DIRECTIONS FOR THIS TASK: Each of the entries should be retyped precisely as it appears.

Saved entries:
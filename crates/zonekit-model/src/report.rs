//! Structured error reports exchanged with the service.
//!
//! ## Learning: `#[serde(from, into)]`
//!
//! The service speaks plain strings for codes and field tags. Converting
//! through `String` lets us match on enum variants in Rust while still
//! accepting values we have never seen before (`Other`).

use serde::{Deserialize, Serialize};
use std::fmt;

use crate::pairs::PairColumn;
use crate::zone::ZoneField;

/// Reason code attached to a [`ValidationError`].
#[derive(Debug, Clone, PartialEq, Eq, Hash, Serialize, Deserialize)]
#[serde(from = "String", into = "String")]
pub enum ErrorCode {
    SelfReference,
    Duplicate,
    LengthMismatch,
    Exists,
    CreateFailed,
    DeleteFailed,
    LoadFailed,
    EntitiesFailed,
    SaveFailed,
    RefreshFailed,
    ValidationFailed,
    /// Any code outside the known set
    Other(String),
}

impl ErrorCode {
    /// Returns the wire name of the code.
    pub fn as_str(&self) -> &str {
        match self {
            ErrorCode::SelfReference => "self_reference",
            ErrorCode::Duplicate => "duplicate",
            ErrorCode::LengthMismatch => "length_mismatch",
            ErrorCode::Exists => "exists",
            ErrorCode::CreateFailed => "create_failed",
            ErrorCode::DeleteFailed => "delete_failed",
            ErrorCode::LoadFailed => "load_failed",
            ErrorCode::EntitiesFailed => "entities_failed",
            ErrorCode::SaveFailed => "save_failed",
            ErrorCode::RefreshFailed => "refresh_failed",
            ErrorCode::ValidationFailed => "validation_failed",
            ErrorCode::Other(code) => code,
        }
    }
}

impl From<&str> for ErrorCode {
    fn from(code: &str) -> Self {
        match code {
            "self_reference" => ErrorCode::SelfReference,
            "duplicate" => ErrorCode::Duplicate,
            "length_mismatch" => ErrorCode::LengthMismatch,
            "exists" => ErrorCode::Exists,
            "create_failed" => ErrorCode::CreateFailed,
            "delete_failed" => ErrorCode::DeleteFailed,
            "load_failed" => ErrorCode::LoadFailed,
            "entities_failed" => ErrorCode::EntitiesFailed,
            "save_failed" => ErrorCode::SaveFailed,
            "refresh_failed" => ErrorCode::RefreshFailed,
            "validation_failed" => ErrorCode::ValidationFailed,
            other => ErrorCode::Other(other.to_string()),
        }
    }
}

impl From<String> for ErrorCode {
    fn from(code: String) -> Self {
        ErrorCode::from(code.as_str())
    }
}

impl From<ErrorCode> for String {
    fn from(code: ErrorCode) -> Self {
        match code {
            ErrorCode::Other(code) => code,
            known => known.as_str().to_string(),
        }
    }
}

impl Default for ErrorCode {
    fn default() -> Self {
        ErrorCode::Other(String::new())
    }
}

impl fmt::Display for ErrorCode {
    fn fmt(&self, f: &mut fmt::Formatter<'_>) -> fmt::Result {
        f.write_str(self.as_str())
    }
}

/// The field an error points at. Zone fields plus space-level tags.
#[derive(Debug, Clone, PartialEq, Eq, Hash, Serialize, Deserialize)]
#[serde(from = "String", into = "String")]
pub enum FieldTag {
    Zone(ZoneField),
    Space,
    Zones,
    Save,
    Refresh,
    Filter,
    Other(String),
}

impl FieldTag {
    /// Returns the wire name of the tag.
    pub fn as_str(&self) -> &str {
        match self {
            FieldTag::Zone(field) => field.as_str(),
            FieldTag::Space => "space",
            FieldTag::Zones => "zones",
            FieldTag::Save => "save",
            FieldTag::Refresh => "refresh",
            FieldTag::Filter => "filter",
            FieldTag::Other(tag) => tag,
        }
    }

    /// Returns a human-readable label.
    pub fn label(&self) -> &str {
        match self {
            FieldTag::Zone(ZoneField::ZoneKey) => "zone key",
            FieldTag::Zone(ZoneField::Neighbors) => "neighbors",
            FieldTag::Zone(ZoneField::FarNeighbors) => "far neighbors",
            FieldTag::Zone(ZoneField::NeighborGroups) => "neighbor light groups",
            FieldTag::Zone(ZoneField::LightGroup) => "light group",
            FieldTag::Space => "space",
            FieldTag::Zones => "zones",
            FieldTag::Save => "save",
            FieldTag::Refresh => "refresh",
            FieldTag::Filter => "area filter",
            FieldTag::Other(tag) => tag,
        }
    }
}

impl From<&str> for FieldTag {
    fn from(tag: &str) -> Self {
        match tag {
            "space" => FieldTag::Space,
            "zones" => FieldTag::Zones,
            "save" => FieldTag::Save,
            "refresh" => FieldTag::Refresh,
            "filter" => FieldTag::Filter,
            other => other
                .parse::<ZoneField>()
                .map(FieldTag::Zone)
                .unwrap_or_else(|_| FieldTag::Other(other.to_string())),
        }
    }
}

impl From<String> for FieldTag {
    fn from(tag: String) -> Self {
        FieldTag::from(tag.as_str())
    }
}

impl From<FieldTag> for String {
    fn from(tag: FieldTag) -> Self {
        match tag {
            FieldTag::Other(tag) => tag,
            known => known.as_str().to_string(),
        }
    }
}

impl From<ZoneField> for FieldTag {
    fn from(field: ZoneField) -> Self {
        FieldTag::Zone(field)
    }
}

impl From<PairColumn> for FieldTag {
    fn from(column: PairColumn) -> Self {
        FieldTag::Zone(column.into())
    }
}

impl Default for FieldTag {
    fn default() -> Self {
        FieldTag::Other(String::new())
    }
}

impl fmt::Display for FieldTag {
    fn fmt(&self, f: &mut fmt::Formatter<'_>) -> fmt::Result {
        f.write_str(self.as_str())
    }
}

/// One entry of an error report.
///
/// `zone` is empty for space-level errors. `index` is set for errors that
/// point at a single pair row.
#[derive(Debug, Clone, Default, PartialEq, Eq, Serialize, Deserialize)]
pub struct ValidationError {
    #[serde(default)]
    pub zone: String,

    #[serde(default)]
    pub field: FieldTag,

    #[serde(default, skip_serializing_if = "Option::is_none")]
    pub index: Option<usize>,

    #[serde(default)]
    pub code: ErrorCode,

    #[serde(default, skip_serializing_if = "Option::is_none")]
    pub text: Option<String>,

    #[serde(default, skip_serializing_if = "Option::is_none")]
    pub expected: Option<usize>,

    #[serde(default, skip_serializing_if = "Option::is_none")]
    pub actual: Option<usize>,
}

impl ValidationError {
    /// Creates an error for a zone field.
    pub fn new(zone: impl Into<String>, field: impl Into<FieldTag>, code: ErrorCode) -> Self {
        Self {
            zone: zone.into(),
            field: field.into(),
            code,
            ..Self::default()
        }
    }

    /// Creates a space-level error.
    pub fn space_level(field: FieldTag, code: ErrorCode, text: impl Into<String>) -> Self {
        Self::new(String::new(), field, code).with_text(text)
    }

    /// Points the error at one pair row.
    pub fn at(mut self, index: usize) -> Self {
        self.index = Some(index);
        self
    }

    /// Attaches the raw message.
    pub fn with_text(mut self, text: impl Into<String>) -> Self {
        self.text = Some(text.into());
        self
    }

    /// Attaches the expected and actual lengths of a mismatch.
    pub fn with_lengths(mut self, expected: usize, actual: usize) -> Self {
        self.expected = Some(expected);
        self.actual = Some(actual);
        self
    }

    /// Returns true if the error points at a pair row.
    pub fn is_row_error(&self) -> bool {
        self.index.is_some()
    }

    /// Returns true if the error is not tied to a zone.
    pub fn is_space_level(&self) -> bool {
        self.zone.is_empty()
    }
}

TASK RESULT:
filename crates/zonekit-model/src/report.rs
//! Structured error reports exchanged with the service.
//!
//! ## Learning: `#[serde(from, into)]`
//!
//! The service speaks plain strings for codes and field tags. Converting
//! through `String` lets us match on enum variants in Rust while still
//! accepting values we have never seen before (`Other`).

use serde::{Deserialize, Serialize};
use std::fmt;

use crate::pairs::PairColumn;
use crate::zone::ZoneField;

/// Reason code attached to a [`ValidationError`].
#[derive(Debug, Clone, PartialEq, Eq, Hash, Serialize, Deserialize)]
#[serde(from = "String", into = "String")]
pub enum ErrorCode {
    SelfReference,
    Duplicate,
    LengthMismatch,
    Exists,
    CreateFailed,
    DeleteFailed,
    LoadFailed,
    EntitiesFailed,
    SaveFailed,
    RefreshFailed,
    ValidationFailed,
    /// Any code outside the known set
    Other(String),
}

impl ErrorCode {
    /// Returns the wire name of the code.
    pub fn as_str(&self) -> &str {
        match self {
            ErrorCode::SelfReference => "self_reference",
            ErrorCode::Duplicate => "duplicate",
            ErrorCode::LengthMismatch => "length_mismatch",
            ErrorCode::Exists => "exists",
            ErrorCode::CreateFailed => "create_failed",
            ErrorCode::DeleteFailed => "delete_failed",
            ErrorCode::LoadFailed => "load_failed",
            ErrorCode::EntitiesFailed => "entities_failed",
            ErrorCode::SaveFailed => "save_failed",
            ErrorCode::RefreshFailed => "refresh_failed",
            ErrorCode::ValidationFailed => "validation_failed",
            ErrorCode::Other(code) => code,
        }
    }
}

impl From<&str> for ErrorCode {
    fn from(code: &str) -> Self {
        match code {
            "self_reference" => ErrorCode::SelfReference,
            "duplicate" => ErrorCode::Duplicate,
            "length_mismatch" => ErrorCode::LengthMismatch,
            "exists" => ErrorCode::Exists,
            "create_failed" => ErrorCode::CreateFailed,
            "delete_failed" => ErrorCode::DeleteFailed,
            "load_failed" => ErrorCode::LoadFailed,
            "entities_failed" => ErrorCode::EntitiesFailed,
            "save_failed" => ErrorCode::SaveFailed,
            "refresh_failed" => ErrorCode::RefreshFailed,
            "validation_failed" => ErrorCode::ValidationFailed,
            other => ErrorCode::Other(other.to_string()),
        }
    }
}

impl From<String> for ErrorCode {
    fn from(code: String) -> Self {
        ErrorCode::from(code.as_str())
    }
}

impl From<ErrorCode> for String {
    fn from(code: ErrorCode) -> Self {
        match code {
            ErrorCode::Other(code) => code,
            known => known.as_str().to_string(),
        }
    }
}

impl Default for ErrorCode {
    fn default() -> Self {
        ErrorCode::Other(String::new())
    }
}

impl fmt::Display for ErrorCode {
    fn fmt(&self, f: &mut fmt::Formatter<'_>) -> fmt::Result {
        f.write_str(self.as_str())
    }
}

/// The field an error points at. Zone fields plus space-level tags.
#[derive(Debug, Clone, PartialEq, Eq, Hash, Serialize, Deserialize)]
#[serde(from = "String", into = "String")]
pub enum FieldTag {
    Zone(ZoneField),
    Space,
    Zones,
    Save,
    Refresh,
    Filter,
    Other(String),
}

impl FieldTag {
    /// Returns the wire name of the tag.
    pub fn as_str(&self) -> &str {
        match self {
            FieldTag::Zone(field) => field.as_str(),
            FieldTag::Space => "space",
            FieldTag::Zones => "zones",
            FieldTag::Save => "save",
            FieldTag::Refresh => "refresh",
            FieldTag::Filter => "filter",
            FieldTag::Other(tag) => tag,
        }
    }

    /// Returns a human-readable label.
    pub fn label(&self) -> &str {
        match self {
            FieldTag::Zone(ZoneField::ZoneKey) => "zone key",
            FieldTag::Zone(ZoneField::Neighbors) => "neighbors",
            FieldTag::Zone(ZoneField::FarNeighbors) => "far neighbors",
            FieldTag::Zone(ZoneField::NeighborGroups) => "neighbor light groups",
            FieldTag::Zone(ZoneField::LightGroup) => "light group",
            FieldTag::Space => "space",
            FieldTag::Zones => "zones",
            FieldTag::Save => "save",
            FieldTag::Refresh => "refresh",
            FieldTag::Filter => "area filter",
            FieldTag::Other(tag) => tag,
        }
    }
}

impl From<&str> for FieldTag {
    fn from(tag: &str) -> Self {
        match tag {
            "space" => FieldTag::Space,
            "zones" => FieldTag::Zones,
            "save" => FieldTag::Save,
            "refresh" => FieldTag::Refresh,
            "filter" => FieldTag::Filter,
            other => other
                .parse::<ZoneField>()
                .map(FieldTag::Zone)
                .unwrap_or_else(|_| FieldTag::Other(other.to_string())),
        }
    }
}

impl From<String> for FieldTag {
    fn from(tag: String) -> Self {
        FieldTag::from(tag.as_str())
    }
}

impl From<FieldTag> for String {
    fn from(tag: FieldTag) -> Self {
        match tag {
            FieldTag::Other(tag) => tag,
            known => known.as_str().to_string(),
        }
    }
}

impl From<ZoneField> for FieldTag {
    fn from(field: ZoneField) -> Self {
        FieldTag::Zone(field)
    }
}

impl From<PairColumn> for FieldTag {
    fn from(column: PairColumn) -> Self {
        FieldTag::Zone(column.into())
    }
}

impl Default for FieldTag {
    fn default() -> Self {
        FieldTag::Other(String::new())
    }
}

impl fmt::Display for FieldTag {
    fn fmt(&self, f: &mut fmt::Formatter<'_>) -> fmt::Result {
        f.write_str(self.as_str())
    }
}

/// One entry of an error report.
///
/// `zone` is empty for space-level errors. `index` is set for errors that
/// point at a single pair row.
#[derive(Debug, Clone, Default, PartialEq, Eq, Serialize, Deserialize)]
pub struct ValidationError {
    #[serde(default)]
    pub zone: String,

    #[serde(default)]
    pub field: FieldTag,

    #[serde(default, skip_serializing_if = "Option::is_none")]
    pub index: Option<usize>,

    #[serde(default)]
    pub code: ErrorCode,

    #[serde(default, skip_serializing_if = "Option::is_none")]
    pub text: Option<String>,

    #[serde(default, skip_serializing_if = "Option::is_none")]
    pub expected: Option<usize>,

    #[serde(default, skip_serializing_if = "Option::is_none")]
    pub actual: Option<usize>,
}

impl ValidationError {
    /// Creates an error for a zone field.
    pub fn new(zone: impl Into<String>, field: impl Into<FieldTag>, code: ErrorCode) -> Self {
        Self {
            zone: zone.into(),
            field: field.into(),
            code,
            ..Self::default()
        }
    }

    /// Creates a space-level error.
    pub fn space_level(field: FieldTag, code: ErrorCode, text: impl Into<String>) -> Self {
        Self::new(String::new(), field, code).with_text(text)
    }

    /// Points the error at one pair row.
    pub fn at(mut self, index: usize) -> Self {
        self.index = Some(index);
        self
    }

    /// Attaches the raw message.
    pub fn with_text(mut self, text: impl Into<String>) -> Self {
        self.text = Some(text.into());
        self
    }

    /// Attaches the expected and actual lengths of a mismatch.
    pub fn with_lengths(mut self, expected: usize, actual: usize) -> Self {
        self.expected = Some(expected);
        self.actual = Some(actual);
        self
    }

    /// Returns true if the error points at a pair row.
    pub fn is_row_error(&self) -> bool {
        self.index.is_some()
    }

    /// Returns true if the error is not tied to a zone.
    pub fn is_space_level(&self) -> bool {
        self.zone.is_empty()
    }
}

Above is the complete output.